Problem to work on
From the records that follow, copy every line that contains the word "crate".

Record excerpts START

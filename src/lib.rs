//! A connectionless request/response messaging library built directly on UDP
//!  datagrams.
//!
//! The abstraction is exchanging *logical messages* - typed, serialized
//!  request and response envelopes whose size may exceed a single datagram.
//!  The library takes care of chunking a message into frames on the send
//!  side, reassembling the frames per peer on the receive side, and running
//!  a concurrent server pipeline on top of a socket that has no ordering,
//!  delivery or connection semantics.
//!
//! ## Design
//!
//! * A symmetric client/server pair: [`client::UdpClient`] performs round-trip
//!   request/reply calls, [`server::UdpServer`] demultiplexes fragments per
//!   peer, reassembles complete requests, hands them to a user-supplied
//!   [`handler::RequestHandler`] and emits a possibly fragmented response.
//! * Payloads up to the buffer threshold (4 KiB by default) travel as a
//!   single terminal frame; larger payloads are sliced into chunks of that
//!   size, and the frames of a fragmented send are paced (~10 ms apart) as
//!   coarse protection against burst loss.
//! * Delivery is best-effort: no retransmission, no duplicate suppression, no
//!   ordering across logical messages. Within one peer's logical message,
//!   frames are assumed to arrive in send order.
//! * Before a fragmented send, the client probes the server with a ping and
//!   fails fast if no pong arrives within 5 seconds; the server answers pings
//!   in the pipeline without invoking the user handler.
//!
//! ## Wire format
//!
//! Every datagram carries one frame:
//!
//! ```ascii
//! 0: flags (u8): bit 0 = LAST, other bits reserved (must be 0)
//! 1: payload length (varint u32), >= 1
//! *: payload bytes
//! ```
//!
//! A logical message is the concatenation of a peer's frame payloads up to
//!  and including the first frame with LAST set. The concatenation decodes as
//!  an envelope:
//!
//! ```ascii
//! request:                           response:
//! 0: kind (u8): 0 = ping, 1 = user   0: kind (u8): 0 = pong, 1 = user
//! 1: from address                    1: code (u8): 0 = SUCCEED, 1 = FAILED
//! *: to address                      2: from address
//! *: user payload (kind 1 only)      *: to address
//!                                    *: user payload (kind 1 only)
//! ```
//!
//! Addresses are `family (u8), octets (4 or 16 bytes), port (u16)`; user
//!  payloads are varint-length-prefixed. The addresses on the wire are
//!  informational - the authoritative peer address is the datagram sender.
//!
//! ## Server pipeline
//!
//! ```ascii
//! socket -> receiver task -> per-peer frame buffers -> completed requests
//!        -> dispatcher -> handler workers (bounded, 4) -> sender workers
//!        -> socket
//! ```
//!
//! The receiver is a single task and takes no locks across blocking I/O;
//!  concurrent sender workers serialize their send calls with a mutex scoped
//!  to a single system call.

pub mod chunker;
pub mod client;
pub mod config;
pub mod envelope;
pub mod error;
pub mod frame;
pub mod handler;
pub mod reassembly;
pub mod send_pipeline;
pub mod server;
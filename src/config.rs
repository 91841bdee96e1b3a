use crate::error::NetworkError;
use std::net::SocketAddr;
use std::time::Duration;

/// Configuration for a [`crate::client::UdpClient`].
///
/// The defaults mirror the well-known constants of the protocol: an ephemeral
/// local port, a server at `127.0.0.1:8080`, a 4 KiB fragmentation threshold
/// and a 5 second liveness deadline.
#[derive(Clone, Debug)]
pub struct ClientConfig {
    /// The local port to bind; `0` picks an ephemeral port.
    pub local_port: u16,
    pub server_host: String,
    pub server_port: u16,

    /// Requests whose serialized size exceeds this are fragmented, and this is
    ///  also the chunk size of the fragments. The receive allocation is twice
    ///  this value to tolerate the frame envelope overhead.
    pub request_buffer_size: usize,
    pub response_buffer_size: usize,

    /// How long the liveness probe waits for a pong before giving up.
    pub liveness_timeout: Duration,

    /// Pause between consecutive frames of a fragmented send, as coarse pacing
    ///  against burst loss. Single-frame sends are not paced.
    pub inter_frame_delay: Duration,
}

impl Default for ClientConfig {
    fn default() -> ClientConfig {
        ClientConfig {
            local_port: 0,
            server_host: "127.0.0.1".to_string(),
            server_port: 8080,
            request_buffer_size: 4 * 1024,
            response_buffer_size: 4 * 1024,
            liveness_timeout: Duration::from_millis(5000),
            inter_frame_delay: Duration::from_millis(10),
        }
    }
}

impl ClientConfig {
    pub fn validate(&self) -> Result<(), NetworkError> {
        if self.request_buffer_size == 0 {
            return Err(NetworkError::InvalidConfig("request buffer size must be at least 1"));
        }
        if self.response_buffer_size == 0 {
            return Err(NetworkError::InvalidConfig("response buffer size must be at least 1"));
        }
        if self.liveness_timeout.is_zero() {
            return Err(NetworkError::InvalidConfig("liveness timeout must be non-zero"));
        }
        Ok(())
    }
}

/// Configuration for a [`crate::server::UdpServer`].
///
/// The receive stage is a single task by construction; only the handler and
/// sender stages have configurable worker counts.
#[derive(Clone, Debug)]
pub struct ServerConfig {
    pub bind_addr: SocketAddr,

    /// Upper bound on concurrently running request handlers.
    pub handler_workers: usize,
    /// Upper bound on concurrently running response senders.
    pub sender_workers: usize,

    /// See [`ClientConfig::request_buffer_size`] - the same threshold, applied
    ///  to the sizes this side receives and sends.
    pub request_buffer_size: usize,
    pub response_buffer_size: usize,

    pub inter_frame_delay: Duration,
}

impl Default for ServerConfig {
    fn default() -> ServerConfig {
        ServerConfig {
            bind_addr: SocketAddr::from(([127, 0, 0, 1], 8080)),
            handler_workers: 4,
            sender_workers: 4,
            request_buffer_size: 4 * 1024,
            response_buffer_size: 4 * 1024,
            inter_frame_delay: Duration::from_millis(10),
        }
    }
}

impl ServerConfig {
    pub fn validate(&self) -> Result<(), NetworkError> {
        if self.handler_workers == 0 {
            return Err(NetworkError::InvalidConfig("handler worker count must be at least 1"));
        }
        if self.sender_workers == 0 {
            return Err(NetworkError::InvalidConfig("sender worker count must be at least 1"));
        }
        if self.request_buffer_size == 0 {
            return Err(NetworkError::InvalidConfig("request buffer size must be at least 1"));
        }
        if self.response_buffer_size == 0 {
            return Err(NetworkError::InvalidConfig("response buffer size must be at least 1"));
        }
        Ok(())
    }
}
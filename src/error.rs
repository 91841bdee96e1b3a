use std::io;
use std::net::SocketAddr;
use std::time::Duration;
use thiserror::Error;

/// The error kinds surfaced by this crate.
///
/// A client call fails with exactly one of these; the server logs per-request
/// failures and keeps serving, so the only errors `serve` itself returns are
/// the fatal initialization ones.
#[derive(Debug, Error)]
pub enum NetworkError {
    /// Malformed data on encode or decode.
    #[error("codec failure: {0}")]
    Codec(#[from] CodecError),

    /// Unrecoverable socket I/O error.
    #[error("datagram transport failure: {0}")]
    Transport(#[from] io::Error),

    /// The peer did not answer the liveness probe within the deadline.
    #[error("peer {peer} did not answer within {timeout:?}")]
    PeerUnavailable { peer: SocketAddr, timeout: Duration },

    /// `serve` was called before a request handler was subscribed.
    #[error("no request handler is subscribed")]
    HandlerNotSet,

    #[error("invalid configuration: {0}")]
    InvalidConfig(&'static str),
}

/// Decode failures of the wire codec. Encoding is infallible.
#[derive(Debug, Clone, PartialEq, Eq, Error)]
pub enum CodecError {
    #[error("buffer exhausted while decoding {0}")]
    BufferExhausted(&'static str),

    #[error("unknown {what} discriminant {value}")]
    UnknownDiscriminant { what: &'static str, value: u8 },

    #[error("frame payload must not be empty")]
    EmptyFramePayload,

    #[error("{0} trailing byte(s) after a complete value")]
    TrailingBytes(usize),
}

Record excerpts END

Exercise result
use crate::error::NetworkError;
/// Configuration for a [`crate::client::UdpClient`].
/// Configuration for a [`crate::server::UdpServer`].
/// The error kinds surfaced by this crate.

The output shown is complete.